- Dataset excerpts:
◆ ◆ ◆
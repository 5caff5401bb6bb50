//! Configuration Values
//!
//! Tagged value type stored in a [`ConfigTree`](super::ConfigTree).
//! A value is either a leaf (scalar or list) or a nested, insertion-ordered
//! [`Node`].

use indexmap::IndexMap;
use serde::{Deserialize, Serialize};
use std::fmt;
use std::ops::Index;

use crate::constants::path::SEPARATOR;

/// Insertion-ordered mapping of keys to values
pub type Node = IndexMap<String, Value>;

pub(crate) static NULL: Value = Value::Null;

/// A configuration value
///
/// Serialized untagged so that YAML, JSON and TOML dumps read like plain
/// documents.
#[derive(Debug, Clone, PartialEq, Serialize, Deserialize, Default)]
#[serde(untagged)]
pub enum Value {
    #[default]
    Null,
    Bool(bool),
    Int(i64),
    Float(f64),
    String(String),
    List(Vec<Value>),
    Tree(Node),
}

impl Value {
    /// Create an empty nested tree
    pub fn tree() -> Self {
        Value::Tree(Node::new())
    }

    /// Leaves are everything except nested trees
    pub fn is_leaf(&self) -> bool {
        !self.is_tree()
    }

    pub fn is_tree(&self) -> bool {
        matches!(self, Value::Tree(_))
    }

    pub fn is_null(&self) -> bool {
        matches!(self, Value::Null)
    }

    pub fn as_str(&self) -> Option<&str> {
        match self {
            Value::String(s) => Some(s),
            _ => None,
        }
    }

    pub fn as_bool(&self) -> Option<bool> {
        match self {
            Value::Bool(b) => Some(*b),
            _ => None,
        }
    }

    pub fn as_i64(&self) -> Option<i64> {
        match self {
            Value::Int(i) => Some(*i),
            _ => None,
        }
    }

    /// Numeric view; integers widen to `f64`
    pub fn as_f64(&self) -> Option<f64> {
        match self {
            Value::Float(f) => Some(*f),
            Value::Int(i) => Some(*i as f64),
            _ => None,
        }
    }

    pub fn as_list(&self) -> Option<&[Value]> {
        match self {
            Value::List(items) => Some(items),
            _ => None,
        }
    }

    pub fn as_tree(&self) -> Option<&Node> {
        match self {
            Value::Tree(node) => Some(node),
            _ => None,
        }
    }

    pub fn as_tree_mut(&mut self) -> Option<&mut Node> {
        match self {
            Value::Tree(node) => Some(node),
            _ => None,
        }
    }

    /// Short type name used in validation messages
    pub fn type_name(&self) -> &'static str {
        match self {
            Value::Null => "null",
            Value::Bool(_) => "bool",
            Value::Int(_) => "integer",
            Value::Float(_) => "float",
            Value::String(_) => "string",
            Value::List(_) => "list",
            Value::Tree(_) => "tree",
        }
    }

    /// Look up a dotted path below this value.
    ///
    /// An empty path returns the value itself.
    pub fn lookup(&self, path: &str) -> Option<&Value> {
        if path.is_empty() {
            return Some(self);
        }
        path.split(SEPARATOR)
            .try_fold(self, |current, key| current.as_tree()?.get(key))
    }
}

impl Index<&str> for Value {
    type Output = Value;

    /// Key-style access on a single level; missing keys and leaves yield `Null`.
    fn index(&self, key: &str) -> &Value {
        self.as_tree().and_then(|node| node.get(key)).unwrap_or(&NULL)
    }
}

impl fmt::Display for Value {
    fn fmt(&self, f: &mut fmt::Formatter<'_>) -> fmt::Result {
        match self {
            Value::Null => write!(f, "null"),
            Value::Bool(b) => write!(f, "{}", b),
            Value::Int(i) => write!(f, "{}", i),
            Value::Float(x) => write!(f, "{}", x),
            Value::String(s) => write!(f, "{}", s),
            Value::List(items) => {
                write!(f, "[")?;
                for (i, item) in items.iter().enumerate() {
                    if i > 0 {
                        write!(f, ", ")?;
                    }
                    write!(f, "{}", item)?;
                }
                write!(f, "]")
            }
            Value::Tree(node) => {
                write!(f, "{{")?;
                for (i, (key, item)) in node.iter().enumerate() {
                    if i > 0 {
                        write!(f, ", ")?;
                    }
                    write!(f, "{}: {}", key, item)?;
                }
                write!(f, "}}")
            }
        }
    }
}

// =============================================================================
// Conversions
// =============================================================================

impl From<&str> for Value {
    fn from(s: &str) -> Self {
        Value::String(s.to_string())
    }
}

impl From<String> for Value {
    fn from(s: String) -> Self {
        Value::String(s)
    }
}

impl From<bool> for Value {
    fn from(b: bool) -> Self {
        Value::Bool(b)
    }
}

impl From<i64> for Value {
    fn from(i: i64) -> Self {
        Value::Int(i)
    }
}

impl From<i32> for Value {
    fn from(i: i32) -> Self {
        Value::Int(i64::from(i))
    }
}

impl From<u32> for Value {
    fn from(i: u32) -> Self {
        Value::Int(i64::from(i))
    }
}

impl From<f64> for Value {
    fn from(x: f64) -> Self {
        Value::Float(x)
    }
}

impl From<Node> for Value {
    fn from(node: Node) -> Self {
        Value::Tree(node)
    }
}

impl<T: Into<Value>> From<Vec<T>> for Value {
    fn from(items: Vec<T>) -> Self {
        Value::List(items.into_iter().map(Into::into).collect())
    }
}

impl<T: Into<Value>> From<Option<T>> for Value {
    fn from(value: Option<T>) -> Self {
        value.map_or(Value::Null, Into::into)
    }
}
◆ ◆ ◆
- Work order: Set down each line from the line containing "fn from(i: u32)" through the final line of the data, exactly and with nothing added.

- Exercise response:
    fn from(i: u32) -> Self {
        Value::Int(i64::from(i))
    }
}

impl From<f64> for Value {
    fn from(x: f64) -> Self {
        Value::Float(x)
    }
}

impl From<Node> for Value {
    fn from(node: Node) -> Self {
        Value::Tree(node)
    }
}

impl<T: Into<Value>> From<Vec<T>> for Value {
    fn from(items: Vec<T>) -> Self {
        Value::List(items.into_iter().map(Into::into).collect())
    }
}

impl<T: Into<Value>> From<Option<T>> for Value {
    fn from(value: Option<T>) -> Self {
        value.map_or(Value::Null, Into::into)
    }
}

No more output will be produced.